Em seguida abaixar os bracos, formando um arco amplo ate sentir uma especie de alongamento no peito. Nesta etapa e preciso inalar o ar e deixar os bracos estaticos, pois o movimento deve partir das articulacoes dos ombros.

Devolver ao bracos ao posicionamento first, usando o mesmo arco utilizado para abaixar as cargas, ao mesmo tempo em que exala o ar e comprime o peito. Segurar a posicao na contracao por um segundo e repetir o exercicio o numero de vezes indicadas pelo treinador.

10. Crucifixo no voador (Peck deck)
Crucifixo no voador (Peck deck)
Crucifixo
Sentar-se na maquina com as costas retas no suporte acolchoado do equipamento. Segurar as alcas de modo que os antebracos fiquem paralelos ao chao. Para isso e necessario ajustar a maquina adequadamente. Se tiver dificuldades para fazer isso, peca ajuda ao instrutor da academia.

Trazer as alcas para o centro de modo devagar, aproximando os bracos e levando-os para o centro, ao mesmo tempo em que comprime o peito no meio e exala o ar.

Segurar a contracao por um segundo e voltar lentamente ao posicionamento first ate que o peito esteja completamente alongado, ao mesmo tempo em que inala o ar.

Cuidados
Antes de comecar a fazer os seus exercicios para peito, indicamos que voce consulte o seu medico de confianca e verifique se realmente esta apto a praticar o treino e em que nivel de intensidade pode iniciar.

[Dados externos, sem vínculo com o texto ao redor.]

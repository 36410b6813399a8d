use tracing::{debug, info, warn};

use crate::catalog::{Catalog, Track};
use crate::engine::{AudioOutput, EngineEvent, EngineEventKind, Generation, PlaybackEngine};
use crate::error::PlaybackError;
use crate::playback::{PlaybackState, PlayerStatus, Store};

use super::notify::{FailureNotifier, PlaybackFailure};

/// The only caller of engine operations for a mounted player.
///
/// `is_playing` follows confirmed outcomes: it turns true on `PlayResolved`,
/// false on `PlayRejected` or pause, and a track switch leaves it alone.
pub struct TransportController<O: AudioOutput, N: FailureNotifier> {
    catalog: Catalog,
    engine: PlaybackEngine<O>,
    store: Store,
    notifier: N,
    /// Generation of a play request that has not settled yet.
    awaiting_play: Option<Generation>,
}

impl<O: AudioOutput, N: FailureNotifier> TransportController<O, N> {
    /// Cue the first catalog track without playing it.
    pub fn mount(
        catalog: Catalog,
        engine: PlaybackEngine<O>,
        notifier: N,
        initial_volume: u8,
    ) -> Self {
        let first = catalog.first().clone();
        let mut this = Self {
            store: Store::new(first.clone(), initial_volume),
            catalog,
            engine,
            notifier,
            awaiting_play: None,
        };
        this.engine.set_volume(this.store.state().volume_percent);
        this.begin(first);
        this
    }

    pub fn state(&self) -> &PlaybackState {
        self.store.state()
    }

    pub fn catalog(&self) -> &Catalog {
        &self.catalog
    }

    pub fn toggle_play_pause(&mut self) {
        if self.engine.is_released() {
            return;
        }

        if self.store.state().status == PlayerStatus::Errored {
            let track = self.store.state().current_track.clone();
            info!(track = track.id, "retrying {}", track.title);
            self.begin(track);
            self.request_play();
        } else if self.awaiting_play.take().is_some() {
            debug!("pending play cancelled");
            self.engine.pause();
            self.store.mark_paused();
        } else if self.store.state().is_playing {
            self.engine.pause();
            self.store.mark_paused();
        } else {
            self.store.set_status(PlayerStatus::Loading);
            self.request_play();
        }
    }

    /// Switch to `track` and play it. Tracks outside the catalog are ignored.
    pub fn select_track(&mut self, track: &Track) {
        if self.engine.is_released() {
            return;
        }
        let Some(track) = self.catalog.get(track.id).cloned() else {
            warn!(track = track.id, "ignoring selection of unknown track");
            return;
        };

        info!(track = track.id, "selected {}", track.title);
        self.engine.set_volume(self.store.state().volume_percent);
        self.begin(track);
        self.request_play();
    }

    pub fn next_track(&mut self) {
        let next = self
            .catalog
            .next_after(self.store.state().current_track.id)
            .clone();
        self.select_track(&next);
    }

    pub fn previous_track(&mut self) {
        let prev = self
            .catalog
            .prev_before(self.store.state().current_track.id)
            .clone();
        self.select_track(&prev);
    }

    /// Jump to `percent` of the current track.
    pub fn seek(&mut self, percent: f64) {
        let duration = self.engine.duration_secs();
        if !percent.is_finite() {
            debug!(percent, "seek ignored, bad position");
            return;
        }
        let secs = percent.clamp(0.0, 100.0) / 100.0 * duration;
        match self.engine.seek(secs) {
            Ok(()) => self.store.set_time(secs),
            Err(e) => debug!("seek ignored: {e}"),
        }
    }

    pub fn set_volume(&mut self, percent: i32) {
        let percent = percent.clamp(0, 100) as u8;
        self.store.set_volume(percent);
        self.engine.set_volume(percent);
    }

    pub fn on_track_ended(&mut self) {
        self.next_track();
    }

    /// Apply every notification posted by the engine since the last call.
    pub fn pump(&mut self) {
        for event in self.engine.drain() {
            match self.store.check_current(event.generation) {
                Ok(()) => self.apply(event),
                Err(e) => debug!("discarding {:?}: {e}", event.kind),
            }
        }
    }

    /// Stop audio and free the output. Later commands do nothing.
    pub fn release(&mut self) {
        self.awaiting_play = None;
        self.engine.release();
    }

    fn begin(&mut self, track: Track) {
        self.store.begin_track(track.clone());
        let generation = self.engine.load(&track);
        self.store.accept_generation(generation);
    }

    fn request_play(&mut self) {
        let generation = self.engine.play();
        self.awaiting_play = Some(generation);
    }

    fn is_awaiting(&self, generation: Generation) -> bool {
        self.awaiting_play == Some(generation)
    }

    fn apply(&mut self, event: EngineEvent) {
        let generation = event.generation;
        match event.kind {
            EngineEventKind::MetadataReady { duration_secs } => {
                self.store.set_duration(duration_secs);
                if self.store.state().status == PlayerStatus::Loading
                    && self.awaiting_play.is_none()
                {
                    self.store.set_status(PlayerStatus::Paused);
                }
            }
            EngineEventKind::TimeUpdate { current_secs, .. } => {
                self.store.set_time(current_secs);
            }
            EngineEventKind::Ended => {
                debug!(%generation, "track ended");
                self.on_track_ended();
            }
            EngineEventKind::Error { reason } => {
                if self.is_awaiting(generation) {
                    // Reported through the rejection that follows.
                    debug!(%generation, "load failed with play pending: {reason}");
                } else if self.store.state().is_playing {
                    self.fail(reason);
                } else {
                    warn!(%generation, "track failed to load: {reason}");
                    self.store.mark_failed();
                }
            }
            EngineEventKind::PlayResolved => {
                if self.is_awaiting(generation) {
                    self.awaiting_play = None;
                    self.store.mark_playing();
                } else {
                    debug!(%generation, "play settled after being cancelled");
                }
            }
            EngineEventKind::PlayRejected { reason } => {
                if self.is_awaiting(generation) {
                    self.awaiting_play = None;
                    self.fail(reason);
                } else {
                    debug!(%generation, "rejection for a cancelled play: {reason}");
                }
            }
        }
    }

    fn fail(&mut self, reason: String) {
        let track_id = self.store.state().current_track.id;
        warn!(track = track_id, "{}", PlaybackError::Rejected(reason.clone()));
        self.store.mark_failed();
        self.notifier.notify(PlaybackFailure { track_id, reason });
    }
}
use std::fs::{self, OpenOptions};
use std::path::PathBuf;
use std::sync::Mutex;

use tracing_subscriber::EnvFilter;

use crate::config::LoggingSettings;

/// Install the global subscriber, writing to the configured log file since
/// the terminal belongs to the UI. `HUSH_LOG` overrides `logging.filter`.
pub fn configure_logging(settings: &LoggingSettings) -> std::io::Result<PathBuf> {
    let path = settings.log_file();
    if let Some(parent) = path.parent() {
        fs::create_dir_all(parent)?;
    }
    let file = OpenOptions::new().create(true).append(true).open(&path)?;

    let filter =
        EnvFilter::try_from_env("HUSH_LOG").unwrap_or_else(|_| EnvFilter::new(&settings.filter));

    // Already installed when the runtime is started twice in one process.
    let _ = tracing_subscriber::fmt()
        .with_env_filter(filter)
        .with_writer(Mutex::new(file))
        .with_ansi(false)
        .with_target(false)
        .with_line_number(true)
        .try_init();

    Ok(path)
}
//! hush: a calm terminal player for ambient relaxation tracks.

mod app;
mod catalog;
mod config;
mod engine;
mod error;
mod playback;
mod runtime;
mod transport;
mod ui;

fn main() -> Result<(), Box<dyn std::error::Error>> {
    runtime::run()
}
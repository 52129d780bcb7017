// src/api/ws/mod.rs

pub mod terminal;

pub use terminal::ws_ssh_handler;
// src/auth/principal.rs

use serde::{Deserialize, Serialize};

pub const UNKNOWN_DISPLAY_NAME: &str = "Unknown";

/// The authenticated caller, fixed for the lifetime of one request/session.
#[derive(Debug, Clone, PartialEq, Eq, Serialize, Deserialize)]
pub struct Principal {
    pub user_id: i64,
    pub org_id: i64,
    pub name: String,
    pub email: String,
}

impl Principal {
    pub fn new(user_id: i64, org_id: i64, name: impl Into<String>, email: impl Into<String>) -> Self {
        Self {
            user_id,
            org_id,
            name: name.into(),
            email: email.into(),
        }
    }
}
// src/api/http/health.rs
//
// Health and liveness endpoints for load balancers.

use axum::{Json, extract::State, http::StatusCode, response::IntoResponse};
use serde::Serialize;
use std::sync::Arc;

use crate::state::AppState;

#[derive(Serialize)]
struct HealthResponse {
    status: &'static str,
    db: &'static str,
}

/// Returns 200 if the database answers, 503 otherwise.
///
/// GET /health
pub async fn health_check(State(state): State<Arc<AppState>>) -> impl IntoResponse {
    let db_ok = sqlx::query("SELECT 1")
        .fetch_one(&state.sqlite_pool)
        .await
        .is_ok();

    let response = HealthResponse {
        status: if db_ok { "healthy" } else { "unhealthy" },
        db: if db_ok { "ok" } else { "error" },
    };

    if db_ok {
        (StatusCode::OK, Json(response))
    } else {
        (StatusCode::SERVICE_UNAVAILABLE, Json(response))
    }
}

/// GET /live
pub async fn liveness_check() -> impl IntoResponse {
    (StatusCode::OK, Json(serde_json::json!({"status": "alive"})))
}
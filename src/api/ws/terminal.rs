// src/api/ws/terminal.rs
// GET /api/v1/ws/ssh?host=&port=&user= : upgrades to a WebSocket and hands it to the session bridge

use std::net::SocketAddr;
use std::sync::Arc;

use axum::{
    Extension,
    extract::{
        ConnectInfo, Query, State, WebSocketUpgrade,
        ws::{Message, WebSocket},
    },
    http::{HeaderMap, header},
    response::{IntoResponse, Response},
};
use futures::{SinkExt, StreamExt, future};
use serde::Deserialize;
use tracing::{info, warn};

use crate::api::error::{ApiError, invalid_param_error};
use crate::auth::Principal;
use crate::bridge::{ClientInfo, Frame, SESSION_PERMISSION, SessionContext, SessionOutcome, SessionRequest, SessionState};
use crate::state::AppState;

#[derive(Debug, Default, Deserialize)]
pub struct TerminalQuery {
    pub host: Option<String>,
    pub port: Option<String>,
    pub user: Option<String>,
}

pub async fn ws_ssh_handler(
    ws: WebSocketUpgrade,
    State(state): State<Arc<AppState>>,
    ConnectInfo(addr): ConnectInfo<SocketAddr>,
    Extension(principal): Extension<Principal>,
    headers: HeaderMap,
    Query(query): Query<TerminalQuery>,
) -> Response {
    let transport = &state.bridge.config().transport;

    let origin = header_str(&headers, header::ORIGIN);
    if !transport.origin_policy.permits(origin, header_str(&headers, header::HOST)) {
        warn!(origin = ?origin, peer = %addr, state = %SessionState::AwaitingUpgrade, "Rejected terminal upgrade from disallowed origin");
        return ApiError::forbidden("origin not allowed").into_response();
    }

    if !state.bridge.authorize_upgrade(&principal).await {
        info!(
            user_id = principal.user_id,
            peer = %addr,
            state = %SessionState::AwaitingUpgrade,
            "Terminal upgrade denied"
        );
        return ApiError::forbidden(format!("missing permission {}", SESSION_PERMISSION)).into_response();
    }

    let port = match parse_port(query.port.as_deref()) {
        Ok(port) => port,
        Err(e) => return e.into_response(),
    };

    let request = SessionRequest::new(query.host.as_deref(), port, query.user.as_deref());
    let client = ClientInfo {
        ip: addr.ip().to_string(),
        user_agent: header_str(&headers, header::USER_AGENT).unwrap_or_default().to_string(),
    };
    let ctx = SessionContext::new(principal, request, client);

    info!(
        session_id = %ctx.session_id,
        user_id = ctx.principal.user_id,
        host = %ctx.request.host,
        peer = %addr,
        "Terminal upgrade accepted"
    );

    ws.read_buffer_size(transport.read_buffer_size)
        .write_buffer_size(transport.write_buffer_size)
        .max_message_size(transport.max_message_size)
        .on_upgrade(move |socket| handle_socket(socket, state, ctx))
}

async fn handle_socket(socket: WebSocket, state: Arc<AppState>, ctx: SessionContext) {
    let (sender, receiver) = socket.split();

    let sink = sender.with(|frame: Frame| future::ready(Ok::<_, axum::Error>(to_message(frame))));
    // Ping/Pong are answered by the socket itself and never reach the shell.
    let stream = receiver.filter_map(|msg| {
        future::ready(match msg {
            Ok(msg) => to_frame(msg).map(Ok),
            Err(e) => Some(Err(e)),
        })
    });

    let report = state.bridge.run(ctx, sink, stream).await;
    match &report.outcome {
        SessionOutcome::Completed => info!(
            session_id = %report.session_id,
            bytes_in = report.bytes_in,
            bytes_out = report.bytes_out,
            "Terminal session finished"
        ),
        SessionOutcome::Disconnected(e) => info!(
            session_id = %report.session_id,
            bytes_in = report.bytes_in,
            bytes_out = report.bytes_out,
            "Terminal session ended: {}", e
        ),
        SessionOutcome::Failed(e) => warn!(
            session_id = %report.session_id,
            reached = %report.reached,
            "Terminal session failed: {}", e
        ),
    }
}

fn header_str(headers: &HeaderMap, name: header::HeaderName) -> Option<&str> {
    headers.get(name).and_then(|v| v.to_str().ok())
}

/// Blank means "use the registered port".
fn parse_port(raw: Option<&str>) -> Result<Option<u16>, ApiError> {
    let Some(raw) = raw.map(str::trim).filter(|v| !v.is_empty()) else {
        return Ok(None);
    };
    match raw.parse::<u16>() {
        Ok(0) | Err(_) => Err(invalid_param_error("port", "must be 1-65535")),
        Ok(port) => Ok(Some(port)),
    }
}

fn to_message(frame: Frame) -> Message {
    match frame {
        Frame::Text(text) => Message::Text(text.into()),
        Frame::Binary(bytes) => Message::Binary(bytes.into()),
        Frame::Close => Message::Close(None),
    }
}

fn to_frame(message: Message) -> Option<Frame> {
    match message {
        Message::Text(text) => Some(Frame::Text(text.as_str().to_string())),
        Message::Binary(bytes) => Some(Frame::Binary(bytes.to_vec())),
        Message::Close(_) => Some(Frame::Close),
        Message::Ping(_) | Message::Pong(_) => None,
    }
}

#[cfg(test)]
mod tests {
    use super::*;

    #[test]
    fn port_parsing() {
        assert!(matches!(parse_port(None), Ok(None)));
        assert!(matches!(parse_port(Some(" ")), Ok(None)));
        assert!(matches!(parse_port(Some("2222")), Ok(Some(2222))));
        assert!(parse_port(Some("0")).is_err());
        assert!(parse_port(Some("70000")).is_err());
        assert!(parse_port(Some("ssh")).is_err());
    }

    #[test]
    fn control_frames_are_not_forwarded() {
        assert_eq!(to_frame(Message::Ping(Vec::new().into())), None);
        assert_eq!(to_frame(Message::Close(None)), Some(Frame::Close));
        assert_eq!(
            to_frame(Message::Binary(vec![0x1b, b'[', b'A'].into())),
            Some(Frame::Binary(vec![0x1b, b'[', b'A']))
        );
    }
}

Tambem e de grande ajuda contar com o acompanhamento de um profissional de educacao fisica.

Ele ajuda a montar o melhor treino tendo em vista suas necessidades, objetivos e saude, ensina as tecnicas corretas dos exercicios, indica quais exercicios, sequence e repeticoes sao adequados para voce, alem de ajudar a prestar socorro imediato caso algum machucado ou lesao ocorra.